Controller Component

The controller provides the Admin API for managing Amp operations. Purpose:
  • Job scheduling and control
  • Worker health monitoring
  • Dataset registry management
  • File metadata queries
Port:
  • 1610: Admin API (HTTP)
Starting the controller:
ampd controller --config config.toml
Admin API Operations:
# List all datasets
curl http://localhost:1610/datasets

# Deploy a dataset (start extraction job)
curl -X POST http://localhost:1610/datasets/my_namespace/eth_mainnet/versions/1.0.0/deploy \
  -H "Content-Type: application/json" \
  -d '{
    "end_block": 20000000
  }'

# List all jobs
curl http://localhost:1610/jobs

# Get job status
curl http://localhost:1610/jobs/42

# Stop a running job
curl -X PUT http://localhost:1610/jobs/42/stop

# List registered workers
curl http://localhost:1610/locations

# List files for a dataset
curl http://localhost:1610/files?dataset=my_namespace/eth_mainnet

Worker Component

Workers execute scheduled extraction jobs and can be horizontally scaled.
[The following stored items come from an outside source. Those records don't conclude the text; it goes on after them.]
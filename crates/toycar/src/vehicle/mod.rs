//! The driven vehicle.
//!
//! Spawns the vehicle model, advances the motion model once per frame from the
//! held controls, and copies the result onto the vehicle transform and its
//! wheel rig.

mod rig;

use bevy::prelude::*;
use toycar_core::{
    VehicleKinematics,
    telemetry::{
        FileTelemetryOutput, TELEMETRY_PATH, TelemetryOutput, TelemetrySnapshot,
        emit_telemetry_to, reset_telemetry_to,
    },
    tick, wheel_feedback,
};

use rig::{RigPart, WheelNaming, WheelRig};

use crate::{
    input::HeldControls,
    launch_params::LaunchParams,
    loading::{LoadPhase, LoadProgress, VehicleAsset},
    scene::GROUND_LEVEL,
};

/// Uniform scale applied to the vehicle model.
const VEHICLE_SCALE: f32 = 0.7;

/// Plugin for the driven vehicle.
pub struct VehiclePlugin;

impl Plugin for VehiclePlugin {
    fn build(&self, app: &mut App) {
        app.init_resource::<WheelNaming>()
            .init_resource::<TelemetrySink>()
            .add_systems(Startup, (spawn_vehicle, open_telemetry))
            .add_systems(Update, drive_vehicle.run_if(vehicle_loaded))
            .add_observer(rig::on_vehicle_scene_ready);
    }
}

/// Motion state of the driven vehicle.
#[derive(Component, Debug, Default)]
pub struct Vehicle {
    /// Kinematics after the most recent tick.
    pub kinematics: VehicleKinematics,
    /// Ticks run so far.
    pub ticks: u64,
}

/// Where per-tick telemetry goes, if anywhere.
#[derive(Resource, Default)]
pub struct TelemetrySink(pub Option<Box<dyn TelemetryOutput>>);

fn spawn_vehicle(
    mut commands: Commands,
    asset_server: Res<AssetServer>,
    launch_params: Res<LaunchParams>,
) {
    let path = launch_params.model_path.clone();
    tracing::info!("Loading vehicle model {path}");

    commands.insert_resource(VehicleAsset {
        gltf: asset_server.load(path.clone()),
    });
    commands.spawn((
        Name::new("Vehicle"),
        Vehicle::default(),
        SceneRoot(asset_server.load(GltfAssetLabel::Scene(0).from_asset(path))),
        Transform::from_xyz(0.0, GROUND_LEVEL, 0.0).with_scale(Vec3::splat(VEHICLE_SCALE)),
    ));
}

fn open_telemetry(launch_params: Res<LaunchParams>, mut sink: ResMut<TelemetrySink>) {
    if !launch_params.telemetry {
        return;
    }
    let mut output = FileTelemetryOutput::default();
    reset_telemetry_to(&mut output);
    sink.0 = Some(Box::new(output));
    tracing::info!("Writing telemetry to {}", TELEMETRY_PATH);
}

/// Run condition: the vehicle model has finished loading.
///
/// The kinematics start from zero once the car exists; input held while
/// loading, or after a failed load, does not move it.
fn vehicle_loaded(progress: Res<LoadProgress>) -> bool {
    progress.phase() == LoadPhase::Ready
}

/// Run one motion tick and apply it to the vehicle and its wheels.
fn drive_vehicle(
    launch_params: Res<LaunchParams>,
    held: Res<HeldControls>,
    mut sink: ResMut<TelemetrySink>,
    mut vehicles: Query<(&mut Vehicle, &mut Transform, Option<&WheelRig>)>,
    mut parts: Query<(&mut RigPart, &mut Transform), Without<Vehicle>>,
) {
    let params = &launch_params.motion;

    for (mut vehicle, mut transform, rig) in &mut vehicles {
        let kinematics = tick(params, &held.0, &vehicle.kinematics);
        let feedback = wheel_feedback(params, &kinematics);
        vehicle.kinematics = kinematics;
        vehicle.ticks += 1;

        transform.translation = Vec3::new(
            kinematics.position.x as f32,
            GROUND_LEVEL,
            kinematics.position.y as f32,
        );
        transform.rotation = Quat::from_rotation_y(kinematics.heading as f32);

        if let Some(rig) = rig {
            let mut iter = parts.iter_many_mut(&rig.parts);
            while let Some((mut part, mut part_transform)) = iter.fetch_next() {
                part_transform.rotation = part.advance(&feedback);
            }
        }

        if let Some(output) = sink.0.as_deref_mut() {
            emit_telemetry_to(
                &TelemetrySnapshot {
                    tick: vehicle.ticks,
                    controls: held.0,
                    kinematics,
                    feedback,
                },
                output,
            );
        }
    }
}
Purpose:
  • Execute dump jobs
  • Pull data from blockchain sources
  • Write Parquet files to object store
  • Update job status and metadata
Requirements:
  • Unique --node-id for each worker
  • Access to metadata database
  • Write access to object store
Starting workers:
# Single worker
ampd worker --config config.toml --node-id worker-01

# Multiple workers for parallel extraction
ampd worker --config config.toml --node-id worker-01 &
ampd worker --config config.toml --node-id worker-02 &
ampd worker --config config.toml --node-id worker-03 &

# Geographic distribution
ampd worker --config config.toml --node-id us-east-1a-worker
ampd worker --config config.toml --node-id eu-west-1b-worker
Worker Coordination: Workers coordinate through the metadata database:
MechanismIntervalPurpose
Heartbeat1 secondHealth monitoring
LISTEN/NOTIFYReal-timeJob notifications via PostgreSQL
State Reconciliation60 secondsPeriodic state sync
Graceful ResumeOn restartJobs resume from last checkpoint

Complete Deployment Example

Here’s a complete production deployment with all components:

1. Prepare Configuration

# config.toml

# Storage paths
data_dir = "data"
providers_dir = "providers"
manifests_dir = "manifests"

# Service addresses
flight_addr = "0.0.0.0:1602"
jsonl_addr = "0.0.0.0:1603"
admin_addr = "0.0.0.0:1610"

# Database connection (required for all components)
[metadata_db]
url = "postgresql://amp_user:secure_password@db.example.com:5432/amp"
pool_size = 10
auto_migrate = true

# Performance tuning
[writer]
compression = "zstd(1)"
max_row_group_mb = 512

[writer.compactor]
active = true
min_interval = 1.0

[writer.collector]
active = true
min_interval = 30.0

# Observability
[opentelemetry]
trace_url = "http://otel-collector:4318/v1/traces"
metrics_url = "http://otel-collector:4318/v1/metrics"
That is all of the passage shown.